Alabama resident became the longest-living person with a pig organ
Alabama resident Tovana Looney, who received a pig kidney transplant, became the longest-living recipient of an animal organ on January 25. This was reported on Saturday by the TV channel Fox 32 Chicago.
Mooney, at age 53, has lived with her new kidney for 61 days. The woman was discharged from a New York hospital 11 days after the surgery, and three weeks later, Looney noticed barely visible signs of rejection.
Dr. Robert Montgomery, who supervised the transplant, said doctors were able to treat the patient after the case, and no signs of malaise or illness have been noticed since.
"I am a superwoman. It's a new outlook on life," Mooney said, laughing as she overtakes family members on walks around town.
Montgomery called the patient's kidney function completely normal. Doctors believe she will be able to leave New York City, where she is temporarily residing for post-operative checkups, and return home in about a month.
It is noted that it is impossible to predict how long Looney's new kidney will last, but if it fails, she will have to undergo dialysis again.

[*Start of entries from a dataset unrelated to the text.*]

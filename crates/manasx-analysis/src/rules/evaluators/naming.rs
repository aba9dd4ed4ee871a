use manasx_core::errors::RuleError;
use manasx_core::types::{NamingConvention, Violation};

use crate::rules::types::{RuleContext, RuleEvaluator};
use crate::tokenizer::{line_col, DeclKind};

/// `naming/camelcase-variable-naming`: active only when the learned profile
/// recommends camelCase variables.
pub struct CamelCaseVariableNaming;

impl RuleEvaluator for CamelCaseVariableNaming {
    fn rule_id(&self) -> &'static str {
        "naming/camelcase-variable-naming"
    }

    fn evaluate(&self, ctx: &RuleContext<'_>) -> Result<Vec<Violation>, RuleError> {
        let recommended = ctx.profile.and_then(|p| p.recommendations.naming.variables);
        if recommended != Some(NamingConvention::CamelCase) {
            return Ok(Vec::new());
        }
        Ok(ctx
            .tokenizer
            .declarations(ctx.content)
            .into_iter()
            .filter(|d| d.kind == DeclKind::Variable)
            .filter(|d| !NamingConvention::CamelCase.accepts(&d.name))
            .map(|d| {
                let (line, column) = line_col(ctx.content, d.offset);
                let fixed = NamingConvention::CamelCase.convert(&d.name);
                ctx.rule
                    .violation(ctx.file, line, format!("Variable '{}' is not camelCase", d.name))
                    .with_column(column)
                    .with_suggestion(format!("Rename to '{fixed}'"))
            })
            .collect())
    }
}
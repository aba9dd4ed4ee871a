//! Tests for tracing setup.

use manasx_core::tracing::setup::DEFAULT_DIRECTIVES;
use manasx_core::tracing::{build_filter, init_tracing, metrics};

#[test]
fn init_reports_the_same_outcome_every_time() {
    let first = init_tracing();
    assert_eq!(init_tracing(), first);
    tracing::info!(file = "src/a.js", stage = "drift", "after init");
}

#[test]
fn missing_or_blank_directives_use_defaults() {
    let (filter, rejected) = build_filter(None);
    assert!(rejected.is_none());
    assert_eq!(filter.to_string(), default_filter_text());

    let (filter, rejected) = build_filter(Some("   "));
    assert!(rejected.is_none());
    assert_eq!(filter.to_string(), default_filter_text());
}

#[test]
fn valid_directives_are_kept() {
    let (filter, rejected) = build_filter(Some("manasx_monitor=debug"));
    assert!(rejected.is_none());
    assert_eq!(filter.to_string(), "manasx_monitor=debug");
}

#[test]
fn unparseable_directives_fall_back_with_reason() {
    let (filter, rejected) = build_filter(Some("manasx_monitor=loud"));
    assert!(rejected.is_some());
    assert_eq!(filter.to_string(), default_filter_text());
}

#[test]
fn analysis_field_names_are_distinct() {
    let mut names = metrics::ANALYSIS_FIELDS.to_vec();
    names.sort_unstable();
    names.dedup();
    assert_eq!(names.len(), metrics::ANALYSIS_FIELDS.len());
}

/// `EnvFilter` renders directives in its own order.
fn default_filter_text() -> String {
    tracing_subscriber::EnvFilter::new(DEFAULT_DIRECTIVES).to_string()
}
//! Ordered frequency counter.
//!
//! Keys keep first-seen order so that ties in [`Tally::mode`] are broken
//! deterministically, and a serialized tally reloads with the same order.

use std::fmt;

use serde::de::{MapAccess, Visitor};
use serde::ser::SerializeMap;
use serde::{Deserialize, Deserializer, Serialize, Serializer};

use super::collections::FxHashMap;

/// Counts occurrences of string labels in insertion order.
#[derive(Debug, Clone, Default)]
pub struct Tally {
    entries: Vec<(String, usize)>,
    index: FxHashMap<String, usize>,
}

impl Tally {
    pub fn new() -> Self {
        Self::default()
    }

    /// Increment `key` by one.
    pub fn add(&mut self, key: &str) {
        self.add_n(key, 1);
    }

    /// Increment `key` by `n`. A zero `n` still records the key's position.
    pub fn add_n(&mut self, key: &str, n: usize) {
        match self.index.get(key) {
            Some(&slot) => self.entries[slot].1 += n,
            None => {
                self.index.insert(key.to_string(), self.entries.len());
                self.entries.push((key.to_string(), n));
            }
        }
    }

    pub fn get(&self, key: &str) -> usize {
        self.index.get(key).map(|&slot| self.entries[slot].1).unwrap_or(0)
    }

    pub fn total(&self) -> usize {
        self.entries.iter().map(|(_, n)| n).sum()
    }

    pub fn len(&self) -> usize {
        self.entries.len()
    }

    pub fn is_empty(&self) -> bool {
        self.entries.is_empty()
    }

    /// The label with the highest count. Ties go to the first-seen label.
    pub fn mode(&self) -> Option<&str> {
        let mut best: Option<&(String, usize)> = None;
        for entry in &self.entries {
            if entry.1 == 0 {
                continue;
            }
            match best {
                Some(b) if b.1 >= entry.1 => {}
                _ => best = Some(entry),
            }
        }
        best.map(|(k, _)| k.as_str())
    }

    /// Up to `n` labels by descending count, first-seen order among equals.
    pub fn top(&self, n: usize) -> Vec<String> {
        let mut ranked: Vec<&(String, usize)> = self.entries.iter().filter(|e| e.1 > 0).collect();
        // sort_by is stable, so equal counts keep insertion order.
        ranked.sort_by(|a, b| b.1.cmp(&a.1));
        ranked.into_iter().take(n).map(|(k, _)| k.clone()).collect()
    }

    pub fn iter(&self) -> impl Iterator<Item = (&str, usize)> {
        self.entries.iter().map(|(k, n)| (k.as_str(), *n))
    }

    /// Fold another tally in, appending keys this one has not seen yet.
    pub fn merge(&mut self, other: &Tally) {
        for (key, n) in other.iter() {
            self.add_n(key, n);
        }
    }
}

impl PartialEq for Tally {
    fn eq(&self, other: &Self) -> bool {
        self.entries == other.entries
    }
}

impl Eq for Tally {}

impl Serialize for Tally {
    fn serialize<S: Serializer>(&self, serializer: S) -> Result<S::Ok, S::Error> {
        let mut map = serializer.serialize_map(Some(self.entries.len()))?;
        for (key, n) in &self.entries {
            map.serialize_entry(key, n)?;
        }
        map.end()
    }
}

impl<'de> Deserialize<'de> for Tally {
    fn deserialize<D: Deserializer<'de>>(deserializer: D) -> Result<Self, D::Error> {
        struct TallyVisitor;

        impl<'de> Visitor<'de> for TallyVisitor {
            type Value = Tally;

            fn expecting(&self, f: &mut fmt::Formatter<'_>) -> fmt::Result {
                f.write_str("a map of label to count")
            }

            fn visit_map<A: MapAccess<'de>>(self, mut access: A) -> Result<Tally, A::Error> {
                let mut tally = Tally::new();
                while let Some((key, n)) = access.next_entry::<String, usize>()? {
                    tally.add_n(&key, n);
                }
                Ok(tally)
            }
        }

        deserializer.deserialize_map(TallyVisitor)
    }
}

#[cfg(test)]
mod tests {
    use super::*;

    #[test]
    fn mode_prefers_first_seen_on_tie() {
        let mut t = Tally::new();
        t.add("snake_case");
        t.add("camelCase");
        t.add("camelCase");
        t.add("snake_case");
        assert_eq!(t.mode(), Some("snake_case"));
        assert_eq!(t.total(), 4);
    }

    #[test]
    fn top_is_stable_among_equal_counts() {
        let mut t = Tally::new();
        for key in ["b", "a", "c", "a"] {
            t.add(key);
        }
        assert_eq!(t.top(2), vec!["a".to_string(), "b".to_string()]);
    }

    #[test]
    fn serialized_order_survives_reload() {
        let mut t = Tally::new();
        t.add_n("zeta", 3);
        t.add_n("alpha", 3);
        let json = serde_json::to_string(&t).unwrap();
        assert_eq!(json, r#"{"zeta":3,"alpha":3}"#);
        let back: Tally = serde_json::from_str(&json).unwrap();
        assert_eq!(back.mode(), Some("zeta"));
        assert_eq!(back, t);
    }
}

The woman donated her mother's kidney in 1999. Subsequent pregnancy complications caused high blood pressure that damaged her remaining kidney, which failed, which is extremely rare in living donors. Mooney spent eight years on dialysis before doctors concluded that the woman would likely never receive a donor organ because she had developed ultra-high levels of antibodies abnormally tuned to attack another human kidney.
Earlier, on May 13, 2024, Mikhail Bolkov, a researcher at the Institute of Immunology and Physiology of the Ural Branch of the Russian Academy of Sciences, told Izvestia that the death of a patient with the world's first transplanted genetically modified pig kidney, Rick Slayman, two months after the operation could have been due to a weakened immune system.